Intanto, a Gaza la Croce Rossa ha riportato altri 15 corpi di palestinesi che erano detenuti da Israele. Finora sono stati riconsegnati 285 salme, di queste, però, ne sono state identificate solo 84. «Quando i corpi arrivano in obitorio - racconta Atef Al Hout, direttore del complesso medico Nasser – iniziamo le procedure e i protocolli medici per fare esami e preparare delle documentazioni da consegnare, eventualmente alle famiglie». Ma succede di rado.
Ogni volta che a Gaza si diffonde la notizia che Isrele sta per consegnare dei corpi di progionieri, davanti alla piccola saletta dell’obitorio si affollano centinaia di persone. «Arrivano anche in cento per un solo corpo», dice ancora Atef Al Hout nella speranza che quei resti martoriati appartengano al proprio caro. «Ma spesso l’identificazione non avviene mentre per altri corpi non arriva nessuno, perché non c’è rimasto nessuno in vita».
È stato invece identificato in Itay Chen il corpo restituito da Hamas martedì sera. Benjamin Netanyahu ha telefonato alla famiglia confermato che continuerà a lavorare per il ritorno di tutte le salme degli ostaggi morti. «Per 760 giorni, il nostro amato figlio Itay è stato tenuto prigioniero da Hamas», ha detto il padre di Itay, Ruby Chen. «E ora abbiamo ricevuto la notizia agrodolce del suo ritorno a casa, ricordiamo che ci sono ancora sette ostaggi che devono essere riportati indietro», ha aggiunto.

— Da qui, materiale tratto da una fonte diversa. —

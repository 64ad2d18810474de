//! Vellum - Core
//!
//! Document resolution and depth-bounded field population for a headless
//! content framework.
//!
//! # Overview
//!
//! Content is organised in collections, each described by an ordered list of
//! field definitions. Reading a document goes through two components:
//!
//! - the [`DocumentResolver`] maps a collection slug to its physical table and
//!   asks the storage backend for the first matching row;
//! - the [`Populator`] walks the field schema of that row, collects one
//!   hydration task per relationship or upload reference, runs them
//!   concurrently and splices the fetched documents into a new tree, up to the
//!   requested depth.
//!
//! # Quick Start
//!
//! ```rust,ignore
//! use vellum_core::prelude::*;
//! use std::sync::Arc;
//!
//! let registry = CollectionRegistry::builder()
//!     .collection(CollectionSchema::new("users", vec![FieldDefinition::scalar("name")]))
//!     .collection(CollectionSchema::new(
//!         "posts",
//!         vec![FieldDefinition::scalar("title"), FieldDefinition::relationship("author", "users")],
//!     ))
//!     .build()?;
//!
//! let store = MemoryStore::load_dir("./data")?;
//! let resolver = DocumentResolver::new(Arc::new(registry), Arc::new(store));
//!
//! let post = resolver
//!     .resolve_one("posts", &Where::equals("title", "Hello"), &RequestContext::new().with_depth(1))
//!     .await?;
//! ```
//!
//! # Architecture
//!
//! - [`schema`] - Collection schemas, block definitions, sanitization and the registry
//! - [`query`] - `where` filters and pagination options
//! - [`storage`] - The storage collaborator trait and an in-memory backend
//! - [`populate`] - Traversal, projection and hydration
//! - [`resolver`] - `resolve_one` and friends
//! - [`config`] / [`logging`] - Ambient configuration and the log backend

pub mod config; // TOML + environment configuration
pub mod context;
pub mod document;
pub mod logging; // log::Log backend with human/json/logfmt output
pub mod populate;
pub mod query;
pub mod resolver;
pub mod schema;
pub mod storage;

pub mod prelude;

#[cfg(test)]
pub mod testing;

pub use context::{PopulateContext, RequestContext, RequestUser};
pub use document::{Document, FieldPath};
pub use populate::{HydrationTask, PopulateError, Populator};
pub use resolver::{DocumentResolver, ResolveError};

/// Main result type for Vellum
pub type Result<T> = std::result::Result<T, Error>;

/// Main error type for Vellum
#[derive(thiserror::Error, Debug)]
pub enum Error {
    #[error("Schema error: {0}")]
    Schema(#[from] schema::SchemaError),
    #[error("Filter error: {0}")]
    Filter(#[from] query::FilterError),
    #[error("Storage error: {0}")]
    Storage(#[from] storage::StorageError),
    #[error("Population error: {0}")]
    Populate(#[from] PopulateError),
    #[error("Resolve error: {0}")]
    Resolve(#[from] ResolveError),
    #[error(transparent)]
    Other(#[from] anyhow::Error),
}
use super::world::VellumWorld;
use cucumber::gherkin::Step;
use cucumber::{given, then, when};
use cucumber_tests::blog_collections;
use vellum_core::prelude::*;
use vellum_core::PopulateContext;

// ==================== BACKGROUND ====================

#[given(expr = "the blog collections are registered")]
async fn given_blog_collections(world: &mut VellumWorld) {
    world.collections = blog_collections();
}

#[given(expr = "the field schema:")]
async fn given_field_schema(world: &mut VellumWorld, step: &Step) {
    let json = step.docstring.as_deref().expect("field schema docstring");
    world.fields = serde_json::from_str(json).expect("valid field schema");
}

#[given(expr = "the document:")]
async fn given_document(world: &mut VellumWorld, step: &Step) {
    let json = step.docstring.as_deref().expect("document docstring");
    world.document = serde_json::from_str(json).expect("valid document");
}

// ==================== TRAVERSAL ====================

fn collect(world: &VellumWorld, current_depth: u32, depth: u32) -> Vec<HydrationTask> {
    let registry = world.registry();
    let schema = world.scenario_schema(&registry);
    let populator = Populator::new(registry, world.store());
    let request = RequestContext::new();
    let ctx = PopulateContext::new(current_depth, depth, &request, &world.document);
    populator.populate(&world.document, &schema.fields, &ctx)
}

#[when(expr = "hydration tasks are collected at depth {int} of {int}")]
async fn when_tasks_collected(world: &mut VellumWorld, current_depth: u32, depth: u32) {
    world.tasks = collect(world, current_depth, depth);
}

#[when(expr = "hydration tasks are collected twice at depth {int} of {int}")]
async fn when_tasks_collected_twice(world: &mut VellumWorld, current_depth: u32, depth: u32) {
    world.tasks = collect(world, current_depth, depth);
    world.repeated_tasks = collect(world, current_depth, depth);
}

#[then(expr = "{int} hydration task(s) is/are produced")]
async fn then_task_count(world: &mut VellumWorld, count: usize) {
    assert_eq!(world.tasks.len(), count, "tasks: {:?}", world.tasks);
}

#[then(expr = "task {int} targets {string} document {string}")]
async fn then_task_targets(world: &mut VellumWorld, position: usize, collection: String, id: String) {
    let task = &world.tasks[position - 1];
    assert_eq!(task.collection, collection);
    assert_eq!(task.id, id);
}

#[then(expr = "both collections hold {int} equal tasks")]
async fn then_equal_collections(world: &mut VellumWorld, count: usize) {
    assert_eq!(world.tasks.len(), count);
    assert_eq!(world.tasks, world.repeated_tasks);
}

// ==================== HYDRATION ====================

#[when(expr = "the document is hydrated at depth {int} of {int}")]
async fn when_document_hydrated(world: &mut VellumWorld, current_depth: u32, depth: u32) {
    let registry = world.registry();
    let schema = world.scenario_schema(&registry);
    let populator = Populator::new(registry, world.store());
    let request = RequestContext::new();

    let hydrated = populator
        .hydrate(world.document.clone(), &schema, current_depth, depth, &request)
        .await
        .expect("hydration succeeds");
    world.output = Some(hydrated);
}

#[then(expr = "the value at {string} is {string}")]
async fn then_value_at(world: &mut VellumWorld, path: String, expected: String) {
    let value = world.output_value(&path);
    assert_eq!(value.as_ref().and_then(|v| v.as_str()), Some(expected.as_str()), "at {}", path);
}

Il Forum degli ostaggi e delle famiglie, dunque, non vuole mollare e continua a spingere il governo affinché non allenti la pressione su Hamas. Prima di avviare la fase due del piano, dunque, è fondamentale che tutti gli ostaggi morti vengano riconsegnati, checché ne pensi Trump. Su questo, le fonti israeliane dicono che Netanyahu non voglia transigere, se non altro perché ne andrebbe di mezzo la tenuta del suo governo oltre che la reputazione internazionale. Bibi, insomma, vuole far credere che non sia Trump ad avere le carte in mano, anche se, in realtà, almeno sulla questione Gaza, è del tutto vero.